Global consulting firm McKinsey & Company's managing partner will on Monday apologise to South Africa for the manner in which it handled its dealings with embattled and corrupted parastatal Eskom.
Kevin Sneader will address a breakfast gathering at the University of Pretoria's Gordon Institute of Business in Illovo, Johannesburg. According to the company, that has been in the crossfire since it emerged it received almost a billion rand in fees as part of a mooted turnaround strategy at Eskom, the firm's handling of the matter has exposed a number of failures in protocol and internal systems.
McKinsey, along with Gupta-linked Trillian Capital Partners as black empowerment component to the deal, was contracted by Eskom to effect a turnaround strategy. McKinsey received around a billion rand for its efforts while Trillian pocketed almost R600-million. Eskom, however, has remained in dire financial straits and was in February considered by economists to be a material risk to the economy. While Trillian has opposed any and all efforts by Eskom to recoup the money, McKinsey reached an agreement with Eskom and the Asset Forfeiture Unit on Friday to repay the fees it earned. Company executives earlier explained to HuffPost that the fee would be repaid by the 1,500 global partners who have each contributed a portion to a fund.

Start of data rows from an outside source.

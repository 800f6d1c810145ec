//! AWS tool catalog.
//!
//! Every tool declares its parameters up front and talks to AWS only through
//! [`AwsApi`], so handlers can be exercised against a mock backend. The
//! production backend is [`AwsCli`].

pub mod athena;
pub mod cli;
pub mod cost;
pub mod ecr;
pub mod ecs;
pub mod logs;
pub mod rds;
pub mod rds_data;
pub mod s3;
pub mod sts;

pub use cli::AwsCli;

use crate::tools::catalog::{handler_fn, ToolHandler};
use crate::tools::registry::ToolRegistry;
use crate::types::{Config, Error, Result};
use async_trait::async_trait;
use serde_json::{Map, Value};
use std::future::Future;
use std::sync::Arc;
use std::time::Duration;

/// Name of the cross-tool parameter check registered on top of the AWS tools.
pub const VALIDATE_PARAMETERS_TOOL: &str = "aws_validate_parameters";

/// Remote capability calls used by the AWS tools.
///
/// `service` and `operation` use AWS CLI spelling (`s3api`, `list-objects-v2`);
/// `input` and the returned value use the API's JSON shapes.
#[cfg_attr(test, mockall::automock)]
#[async_trait]
pub trait AwsApi: Send + Sync {
    async fn call(&self, service: &str, operation: &str, input: Value) -> Result<Value>;

    async fn get_object_text(&self, bucket: &str, key: &str) -> Result<String>;

    async fn put_object_text(
        &self,
        bucket: &str,
        key: &str,
        text: &str,
        content_type: &str,
    ) -> Result<()>;
}

/// Build the registry of AWS tools, in listing order.
pub fn registry(api: Arc<dyn AwsApi>, config: &Config) -> Result<ToolRegistry> {
    let mut registry = ToolRegistry::new();
    let tools = [
        s3::list_buckets_tool(&api),
        s3::list_tool(&api),
        s3::get_text_tool(&api),
        s3::put_text_tool(&api),
        logs::query_tool(&api, config.polling.logs_insights),
        ecs::list_tasks_tool(&api),
        ecr::list_images_tool(&api),
        rds_data::execute_tool(&api),
        rds::cpu_metrics_tool(&api),
        rds::top_sql_tool(&api),
        athena::query_tool(&api, config.polling.athena),
        sts::assume_role_tool(&api, config.aws.default_role_arn.clone()),
        cost::get_cost_tool(&api),
    ];
    for tool in tools {
        registry.register(tool)?;
    }
    Ok(registry)
}

/// Bind a handler function to a shared backend.
pub(crate) fn bind<F, Fut>(api: &Arc<dyn AwsApi>, f: F) -> Arc<dyn ToolHandler>
where
    F: Fn(Arc<dyn AwsApi>, Map<String, Value>) -> Fut + Send + Sync + 'static,
    Fut: Future<Output = Result<Value>> + Send + 'static,
{
    let api = api.clone();
    handler_fn(move |input| f(api.clone(), input))
}

// =============================================================================
// Shared helpers — used by all tool modules
// =============================================================================

pub(crate) fn str_arg(input: &Map<String, Value>, key: &str) -> Result<String> {
    input
        .get(key)
        .and_then(|v| v.as_str())
        .map(|s| s.to_string())
        .ok_or_else(|| Error::validation(format!("Missing required field: {}", key)))
}

pub(crate) fn opt_str_arg(input: &Map<String, Value>, key: &str) -> Option<String> {
    input.get(key).and_then(|v| v.as_str()).map(|s| s.to_string())
}

pub(crate) fn int_arg(input: &Map<String, Value>, key: &str) -> Result<i64> {
    input
        .get(key)
        .and_then(|v| v.as_i64())
        .ok_or_else(|| Error::validation(format!("Missing integer field: {}", key)))
}

/// Per-call deadline override carried in `timeoutMs`.
pub(crate) fn timeout_override(input: &Map<String, Value>) -> Option<Duration> {
    input
        .get("timeoutMs")
        .and_then(|v| v.as_u64())
        .map(Duration::from_millis)
}

/// Array at `key`, or empty when the field is absent.
pub(crate) fn array_field<'a>(value: &'a Value, key: &str) -> &'a [Value] {
    value
        .get(key)
        .and_then(|v| v.as_array())
        .map(|v| v.as_slice())
        .unwrap_or(&[])
}

/// Field copied as-is, `null` when absent.
pub(crate) fn field(value: &Value, key: &str) -> Value {
    value.get(key).cloned().unwrap_or(Value::Null)
}

#[cfg(test)]
mod tests {
    use super::*;
    use serde_json::json;

    #[test]
    fn test_registry_lists_every_tool_in_order() {
        let api: Arc<dyn AwsApi> = Arc::new(MockAwsApi::new());
        let registry = registry(api, &Config::default()).unwrap();
        assert_eq!(
            registry.names(),
            vec![
                "aws_s3_list_buckets",
                "aws_s3_list",
                "aws_s3_get_text",
                "aws_s3_put_text",
                "aws.cw_logs_query",
                "aws.ecs_list_tasks",
                "aws.ecr_list_images",
                "aws_rdsdata_execute",
                "aws_rds_get_cpu_metrics",
                "aws_rds_performance_insights_top_sql",
                "aws.athena_query",
                "aws_sts_assume_role",
                "aws_cost_explorer_get_cost",
            ]
        );
    }

    #[test]
    fn test_arg_helpers() {
        let input = json!({"bucket": "b", "maxKeys": 10, "timeoutMs": 1500})
            .as_object()
            .cloned()
            .unwrap();
        assert_eq!(str_arg(&input, "bucket").unwrap(), "b");
        assert!(str_arg(&input, "key").is_err());
        assert_eq!(opt_str_arg(&input, "prefix"), None);
        assert_eq!(int_arg(&input, "maxKeys").unwrap(), 10);
        assert_eq!(timeout_override(&input), Some(Duration::from_millis(1500)));
        assert!(array_field(&json!({}), "Buckets").is_empty());
        assert_eq!(field(&json!({"a": 1}), "b"), Value::Null);
    }
}
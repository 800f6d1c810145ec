//! Observability utilities.

use crate::types::ObservabilityConfig;
use std::sync::OnceLock;
use tracing_subscriber::{fmt, prelude::*, EnvFilter};

static TRACING_INIT: OnceLock<()> = OnceLock::new();

/// Initialize tracing subscriber once for the process.
///
/// Logs go to stderr; stdout belongs to the MCP protocol stream. The filter
/// comes from `RUST_LOG` when set, else from `config.log_level`. JSON output
/// is enabled by `config.json_logs` or `GATEWAY_LOG_FORMAT=json`.
pub fn init_tracing(config: &ObservabilityConfig) {
    TRACING_INIT.get_or_init(|| {
        let env_filter = EnvFilter::try_from_default_env()
            .unwrap_or_else(|_| EnvFilter::new(config.log_level.as_str()));
        let json = json_output(config, std::env::var("GATEWAY_LOG_FORMAT").ok().as_deref());

        let result = if json {
            tracing_subscriber::registry()
                .with(env_filter)
                .with(fmt::layer().json().with_writer(std::io::stderr))
                .try_init()
        } else {
            tracing_subscriber::registry()
                .with(env_filter)
                .with(fmt::layer().compact().with_writer(std::io::stderr))
                .try_init()
        };

        if let Err(err) = result {
            eprintln!("tracing init skipped: {err}");
        }
    });
}

/// JSON output when configured, or when the format variable says `json`.
fn json_output(config: &ObservabilityConfig, format_var: Option<&str>) -> bool {
    config.json_logs || format_var.is_some_and(|v| v.eq_ignore_ascii_case("json"))
}
//! MCP stdio server: read loop, per-request tasks, single writer.

use std::io;
use std::sync::Arc;
use tokio::io::{AsyncRead, AsyncWrite, BufReader};
use tokio::sync::mpsc;
use tokio::task::JoinSet;
use tokio_util::sync::CancellationToken;

use crate::gateway::Gateway;
use crate::mcp::codec::{read_message, write_message, Frame};
use crate::mcp::router::{self, error_response, success_response, RouteResponse, RpcError};
use crate::types::{rpc_code, ServerConfig};
use serde_json::{json, Value};

/// MCP server over one reader/writer pair.
#[derive(Debug)]
pub struct McpServer {
    gateway: Arc<Gateway>,
    config: Arc<ServerConfig>,
    cancel: CancellationToken,
}

impl McpServer {
    pub fn new(gateway: Arc<Gateway>, config: ServerConfig) -> Self {
        Self {
            gateway,
            config: Arc::new(config),
            cancel: CancellationToken::new(),
        }
    }

    /// Serve stdin/stdout until EOF or shutdown.
    pub async fn serve_stdio(&self) -> io::Result<()> {
        self.serve(tokio::io::stdin(), tokio::io::stdout()).await
    }

    /// Run the server until EOF on `reader`, cancellation, or a fatal I/O error.
    ///
    /// Requests run concurrently; responses are written in completion order
    /// by one writer task.
    pub async fn serve<R, W>(&self, reader: R, writer: W) -> io::Result<()>
    where
        R: AsyncRead + Unpin,
        W: AsyncWrite + Unpin + Send + 'static,
    {
        let mut reader = BufReader::new(reader);
        let (tx, rx) = mpsc::unbounded_channel::<Value>();
        let writer_task = tokio::spawn(write_loop(writer, rx));
        let mut in_flight = JoinSet::new();
        let mut outcome = Ok(());

        tracing::info!(
            "MCP server ready (name={}, max_message_bytes={})",
            self.config.name,
            self.config.max_message_bytes,
        );

        loop {
            while let Some(joined) = in_flight.try_join_next() {
                if let Err(e) = joined {
                    tracing::error!("Request task failed: {}", e);
                }
            }

            let frame = tokio::select! {
                _ = self.cancel.cancelled() => {
                    tracing::info!("MCP server shutting down");
                    in_flight.abort_all();
                    break;
                }
                frame = read_message(&mut reader, self.config.max_message_bytes) => frame,
            };

            match frame {
                Ok(None) => {
                    tracing::debug!("stdin closed, draining {} in-flight request(s)", in_flight.len());
                    while in_flight.join_next().await.is_some() {}
                    break;
                }
                Ok(Some(Frame::Oversized(len))) => {
                    tracing::warn!("Dropped {} byte message (limit {})", len, self.config.max_message_bytes);
                    let error = RpcError::new(
                        rpc_code::INVALID_REQUEST,
                        format!("Message too large: {} bytes (limit {})", len, self.config.max_message_bytes),
                    );
                    let _ = tx.send(error_response(Value::Null, &error));
                }
                Ok(Some(Frame::Message(line))) => {
                    if !line.trim().is_empty() {
                        self.accept(&line, &tx, &mut in_flight);
                    }
                }
                Err(e) if e.kind() == io::ErrorKind::InvalidData => {
                    let error = RpcError::new(rpc_code::PARSE_ERROR, format!("Parse error: {}", e));
                    let _ = tx.send(error_response(Value::Null, &error));
                }
                Err(e) => {
                    in_flight.abort_all();
                    outcome = Err(e);
                    break;
                }
            }
        }

        drop(tx);
        match writer_task.await {
            Ok(written) => outcome.and(written),
            Err(e) => Err(io::Error::other(e)),
        }
    }

    /// Parse one line and spawn its handler.
    fn accept(&self, line: &str, tx: &mpsc::UnboundedSender<Value>, in_flight: &mut JoinSet<()>) {
        let request: Value = match serde_json::from_str(line) {
            Ok(v) => v,
            Err(e) => {
                let error = RpcError::new(rpc_code::PARSE_ERROR, format!("Parse error: {}", e));
                let _ = tx.send(error_response(Value::Null, &error));
                return;
            }
        };

        let id = request.get("id").cloned();
        let method = match check_envelope(&request) {
            Ok(method) => method,
            Err(error) => {
                let _ = tx.send(error_response(id.unwrap_or(Value::Null), &error));
                return;
            }
        };
        let params = request.get("params").cloned().unwrap_or(Value::Null);

        let gateway = self.gateway.clone();
        let config = self.config.clone();
        let tx = tx.clone();
        in_flight.spawn(async move {
            let result = router::route_request(&gateway, &config, &method, params).await;
            let Some(id) = id else {
                if let Err(e) = result {
                    tracing::debug!("Notification '{}' failed: {}", method, e.message);
                }
                return;
            };
            let response = match result {
                Ok(RouteResponse::Reply(value)) => success_response(id, value),
                Ok(RouteResponse::NoReply) => success_response(id, json!({})),
                Err(error) => {
                    tracing::debug!(method = %method, code = error.code, "Request failed");
                    error_response(id, &error)
                }
            };
            let _ = tx.send(response);
        });
    }

    /// Request graceful shutdown.
    pub fn shutdown(&self) {
        self.cancel.cancel();
    }

    pub fn cancel_token(&self) -> CancellationToken {
        self.cancel.clone()
    }
}

fn check_envelope(request: &Value) -> Result<String, RpcError> {
    if request.is_array() {
        return Err(RpcError::new(rpc_code::INVALID_REQUEST, "Batch requests are not supported"));
    }
    if request.get("jsonrpc").and_then(|v| v.as_str()) != Some("2.0") {
        return Err(RpcError::new(rpc_code::INVALID_REQUEST, "Invalid request: jsonrpc must be \"2.0\""));
    }
    request
        .get("method")
        .and_then(|v| v.as_str())
        .map(|s| s.to_string())
        .ok_or_else(|| RpcError::new(rpc_code::INVALID_REQUEST, "Invalid request: missing method"))
}

async fn write_loop<W: AsyncWrite + Unpin>(mut writer: W, mut rx: mpsc::UnboundedReceiver<Value>) -> io::Result<()> {
    while let Some(message) = rx.recv().await {
        write_message(&mut writer, &message).await?;
    }
    Ok(())
}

Representatives from McKinsey on Sunday said Sneader was visiting Johannesburg "to apologise and talk frankly and publicly" and to answer questions about what went wrong. He will also take "full responsibility" for events on behalf of the firm and will tell assembled business and civic leaders: "On behalf of McKinsey & Company I sincerely apologise to the people of South Africa. We are deeply sorry. I can tell you that the money will be in Eskom's account today. As a firm we have met our commitment voluntarily. It was the right thing to do."
McKinsey has consistently denied wrongdoing and explained that the contract entered into with Eskom was above board. The company insists that Eskom deviated from National Treasury prescripts and that it could not be held liable for Eskom's transgressions. It has also said it severed ties with Trillian as possible empowerment partner after the Gupta-aligned firm was unable to provide McKinsey with information such as shareholding.
Sneader will tell the gathering on Monday that McKinsey failed on three fronts: its governance processes were not up to scratch, it claimed a fee "that was too large" and it mismanaged the public fallout over the matter. He will criticise the local McKinsey's team's attitude "which was not right" and explain that errors of judgement were made. McKinsey should also not have demanded the large fee that it did and that it should have been structured to align better with the situation Eskom found itself in: "This should not have happened."
The firm also failed to publicly admit "it was wrong" and Sneader, a Scotsman who was appointed into the top job in February and is in his first month after taking over from his predecessor, will say: "We did not communicate well enough how seriously we were taking this, or how sorry we were for our involvement. To be brutally honest, we were too distant to understand the growing anger in South Africa."
McKinsey's Johannesburg-based partners earlier explained to HuffPost what measures they implemented to prevent a repeat of the Eskom debacle, which has cost them lucrative consultancy deals in the country. This includes not being dictated to by the client who it must use as empowerment partner, tightened due diligence and risk analysis procedures as well as an approach that treats the country as the client when dealing with public institutions.
Sneader will not be meeting any government officials or minister of public enterprises Pravin Gordhan while in the country, a McKinsey spokesperson said.